How do Class Ia, Ib, and Ic sodium channel blockers differ in their effects on the action potential?

- Class Ia: Moderate phase 0 depression, prolongs action potential duration and refractory period (e.g. procainamide, quinidine) - Class Ib: Minimal phase 0 depression, shortens action potential duration and refractory period (e.g. lignocaine, mexiletine) - Class Ic: Marked phase 0 depression, minimal effect on action potential duration or refractory period (e.g. flecainide)

Explain the mechanism by which lignocaine acts as an anti-arrhythmic.

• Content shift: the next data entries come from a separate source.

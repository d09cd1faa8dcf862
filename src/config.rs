use config::{Config, ConfigError, Environment, File};
use serde::Deserialize;
use std::path::Path;

/// Application configuration
#[derive(Debug, Clone, Deserialize)]
pub struct Settings {
    #[serde(default)]
    pub server: ServerSettings,
    #[serde(default)]
    pub openrouter: OpenRouterSettings,
    #[serde(default)]
    pub annotation: AnnotationSettings,
    #[serde(default)]
    pub logging: LoggingSettings,
}

#[derive(Debug, Clone, Deserialize)]
pub struct ServerSettings {
    #[serde(default = "default_host")]
    pub host: String,
    #[serde(default = "default_port")]
    pub port: u16,
    pub workers: Option<usize>,
}

impl Default for ServerSettings {
    fn default() -> Self {
        Self {
            host: default_host(),
            port: default_port(),
            workers: None,
        }
    }
}

fn default_host() -> String { "0.0.0.0".to_string() }
fn default_port() -> u16 { 8080 }

/// Connection settings for the OpenRouter chat-completion endpoint
///
/// The credential is never embedded in core logic; it arrives here and is
/// injected into the annotation client at construction.
#[derive(Debug, Clone, Deserialize)]
pub struct OpenRouterSettings {
    #[serde(default = "default_endpoint")]
    pub endpoint: String,
    #[serde(default)]
    pub api_key: String,
    #[serde(default = "default_model")]
    pub model: String,
    /// Referring-application header required by OpenRouter for free models
    #[serde(default = "default_referer")]
    pub referer: String,
    #[serde(default = "default_app_title")]
    pub app_title: String,
}

impl Default for OpenRouterSettings {
    fn default() -> Self {
        Self {
            endpoint: default_endpoint(),
            api_key: String::new(),
            model: default_model(),
            referer: default_referer(),
            app_title: default_app_title(),
        }
    }
}

fn default_endpoint() -> String { "https://openrouter.ai/api/v1/chat/completions".to_string() }
fn default_model() -> String { "google/gemma-3n-e2b-it:free".to_string() }
fn default_referer() -> String { "http://localhost:3000".to_string() }
fn default_app_title() -> String { "Coffinding App".to_string() }

/// Retry, backoff and stagger tuning for the annotation pipeline
#[derive(Debug, Clone, Deserialize)]
pub struct AnnotationSettings {
    /// Total attempt budget per annotation call
    #[serde(default = "default_max_attempts")]
    pub max_attempts: u32,
    /// Base wait after a 429; multiplied by the attempt number (2s, 4s, ...)
    #[serde(default = "default_rate_limit_backoff_ms")]
    pub rate_limit_backoff_ms: u64,
    /// Flat wait after any other transport failure
    #[serde(default = "default_transport_backoff_ms")]
    pub transport_backoff_ms: u64,
    /// Pre-delay per display rank before a task's first network attempt
    #[serde(default = "default_stagger_interval_ms")]
    pub stagger_interval_ms: u64,
    /// Ceiling for a single request; a hung request surfaces as a transport
    /// failure once this elapses
    #[serde(default = "default_request_timeout_secs")]
    pub request_timeout_secs: u64,
    #[serde(default = "default_temperature")]
    pub temperature: f64,
}

impl Default for AnnotationSettings {
    fn default() -> Self {
        Self {
            max_attempts: default_max_attempts(),
            rate_limit_backoff_ms: default_rate_limit_backoff_ms(),
            transport_backoff_ms: default_transport_backoff_ms(),
            stagger_interval_ms: default_stagger_interval_ms(),
            request_timeout_secs: default_request_timeout_secs(),
            temperature: default_temperature(),
        }
    }
}

fn default_max_attempts() -> u32 { 3 }
fn default_rate_limit_backoff_ms() -> u64 { 2000 }
fn default_transport_backoff_ms() -> u64 { 1000 }
fn default_stagger_interval_ms() -> u64 { 1500 }
fn default_request_timeout_secs() -> u64 { 30 }
fn default_temperature() -> f64 { 0.7 }

#[derive(Debug, Clone, Deserialize)]
pub struct LoggingSettings {
    #[serde(default = "default_log_level")]
    pub level: String,
    #[serde(default = "default_log_format")]
    pub format: String,
}

impl Default for LoggingSettings {
    fn default() -> Self {
        Self {
            level: default_log_level(),
            format: default_log_format(),
        }
    }
}

fn default_log_level() -> String { "info".to_string() }
fn default_log_format() -> String { "json".to_string() }

impl Settings {
    /// Load configuration from file and environment variables
    ///
    /// Configuration is loaded in the following order (later overrides earlier):
    /// 1. Default values in the struct
    /// 2. Configuration file (config/default.toml)
    /// 3. Environment variables (prefixed with COFFIND_)
    pub fn load() -> Result<Self, ConfigError> {
        let mut settings = Config::builder()
            // Add default config file
            .add_source(File::with_name("config/default").required(false))
            // Add local config file (for development overrides)
            .add_source(File::with_name("config/local").required(false))
            // Add environment variables (prefixed with COFFIND_)
            // e.g., COFFIND_SERVER__PORT -> server.port
            .add_source(
                Environment::with_prefix("COFFIND")
                    .prefix_separator("__")
                    .separator("__")
                    .try_parsing(true),
            )
            .build()?;

        settings = substitute_env_vars(settings)?;

        settings.try_deserialize()
    }

    /// Load configuration from a custom path
    pub fn load_from<P: AsRef<Path>>(path: P) -> Result<Self, ConfigError> {
        let settings = Config::builder()
            .add_source(File::from(path.as_ref()))
            .add_source(
                Environment::with_prefix("COFFIND")
                    .prefix_separator("__")
                    .separator("__")
                    .try_parsing(true),
            )
            .build()?;

        settings.try_deserialize()
    }
}

/// Pick up the OpenRouter credential from its conventional variable
///
/// OPENROUTER_API_KEY is checked first, then COFFIND_OPENROUTER__API_KEY.
fn substitute_env_vars(settings: Config) -> Result<Config, ConfigError> {
    use std::env;

    let api_key = env::var("OPENROUTER_API_KEY")
        .or_else(|_| env::var("COFFIND_OPENROUTER__API_KEY"))
        .ok();

    let mut builder = Config::builder().add_source(settings);

    if let Some(api_key) = api_key {
        builder = builder.set_override("openrouter.api_key", api_key)?;
    }

    builder.build()
}
use crate::catalog::Catalog;
use crate::core::{has_valid_results, rank, score_venue};
use crate::models::{
    AnnotateRequest, AnnotateResponse, ErrorResponse, HealthResponse, RecommendationsResponse,
    SearchRequest, SearchResponse,
};
use crate::services::AnnotationScheduler;
use actix_web::{web, HttpResponse, Responder};
use std::sync::Arc;
use validator::Validate;

/// Application state shared across all handlers
#[derive(Clone)]
pub struct AppState {
    pub catalog: Arc<Catalog>,
    pub scheduler: Arc<AnnotationScheduler>,
}

/// Configure all search-related routes
pub fn configure(cfg: &mut web::ServiceConfig) {
    cfg.route("/health", web::get().to(health_check))
        .route("/search", web::post().to(search))
        .route("/recommendations", web::post().to(recommendations))
        .route("/annotate", web::post().to(annotate_card));
}

/// Health check endpoint
async fn health_check(state: web::Data<AppState>) -> impl Responder {
    let status = if state.catalog.is_empty() {
        "degraded"
    } else {
        "healthy"
    };

    HttpResponse::Ok().json(HealthResponse {
        status: status.to_string(),
        version: env!("CARGO_PKG_VERSION").to_string(),
        timestamp: chrono::Utc::now(),
    })
}

/// Score and rank the catalog
///
/// POST /api/v1/search
///
/// Returns the full scored list, hard misses included; the presentation
/// layer decides what to render. No annotations are produced here.
async fn search(state: web::Data<AppState>, req: web::Json<SearchRequest>) -> impl Responder {
    if let Err(errors) = req.validate() {
        tracing::info!("Validation failed for search request: {:?}", errors);
        return HttpResponse::BadRequest().json(ErrorResponse {
            error: "Validation failed".to_string(),
            message: errors.to_string(),
            status_code: 400,
        });
    }

    let preferences = req.into_inner().into_preferences();

    tracing::info!(
        "Searching catalog for location {:?}: {} must-have, {} nice-to-have tags",
        preferences.location,
        preferences.must_have_tags.len(),
        preferences.nice_to_have_tags.len()
    );

    let results = rank(&state.catalog, &preferences);
    let valid = has_valid_results(&results);

    HttpResponse::Ok().json(SearchResponse {
        results,
        has_valid_results: valid,
        total_venues: state.catalog.len(),
    })
}

/// Full pipeline: rank, then annotate every valid result
///
/// POST /api/v1/recommendations
///
/// Annotation tasks run concurrently with staggered starts under a fresh
/// search generation; a newer call supersedes the annotations of this one.
async fn recommendations(
    state: web::Data<AppState>,
    req: web::Json<SearchRequest>,
) -> impl Responder {
    if let Err(errors) = req.validate() {
        tracing::info!("Validation failed for recommendations request: {:?}", errors);
        return HttpResponse::BadRequest().json(ErrorResponse {
            error: "Validation failed".to_string(),
            message: errors.to_string(),
            status_code: 400,
        });
    }

    let preferences = req.into_inner().into_preferences();
    let results = rank(&state.catalog, &preferences);
    let valid = has_valid_results(&results);

    let ticket = state.scheduler.begin_search();
    tracing::info!(
        "Annotating recommendations for location {:?} under generation {}",
        preferences.location,
        ticket.generation()
    );

    let results = state
        .scheduler
        .annotate_ranked(results, &preferences, &ticket)
        .await;

    HttpResponse::Ok().json(RecommendationsResponse {
        results,
        has_valid_results: valid,
        generation: ticket.generation(),
    })
}

/// Annotate a single displayed card
///
/// POST /api/v1/annotate
///
/// The stagger delay for this path is owned by the remote caller, so the
/// request fires immediately. A hard miss resolves to a null annotation.
async fn annotate_card(
    state: web::Data<AppState>,
    req: web::Json<AnnotateRequest>,
) -> impl Responder {
    if let Err(errors) = req.validate() {
        tracing::info!("Validation failed for annotate request: {:?}", errors);
        return HttpResponse::BadRequest().json(ErrorResponse {
            error: "Validation failed".to_string(),
            message: errors.to_string(),
            status_code: 400,
        });
    }

    let req = req.into_inner();
    let venue = match state.catalog.get(&req.venue_id) {
        Some(venue) => venue.clone(),
        None => {
            return HttpResponse::NotFound().json(ErrorResponse {
                error: "Venue not found".to_string(),
                message: format!("No venue with id {}", req.venue_id),
                status_code: 404,
            });
        }
    };

    let display_rank = req.rank;
    let venue_id = req.venue_id.clone();
    let preferences = req.preferences.into_preferences();
    let result = score_venue(&venue, &preferences);

    if result.is_hard_miss() {
        tracing::debug!("Skipping annotation for hard miss {}", venue_id);
        return HttpResponse::Ok().json(AnnotateResponse {
            venue_id,
            rank: display_rank,
            annotation: None,
        });
    }

    let annotation = state.scheduler.client().annotate(&result, &preferences).await;

    HttpResponse::Ok().json(AnnotateResponse {
        venue_id,
        rank: display_rank,
        annotation: Some(annotation),
    })
}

Lignocaine is a Class Ib sodium channel blocker. It blocks fast voltage-gated Na⁺ channels in their open and inactivated states, reducing the rate of rise of phase 0 of the action potential. It preferentially affects ischaemic or depolarised tissue (use-dependent block), shortens the action potential duration and refractory period by accelerating phase 3 repolarisation, and suppresses automaticity in ventricular tissue without significant effects on atrial tissue or the AV node.

What is the primary ICU indication for intravenous lignocaine as an anti-arrhythmic?

Acute treatment of ventricular tachyarrhythmias, particularly in the setting of myocardial ischaemia or digoxin toxicity.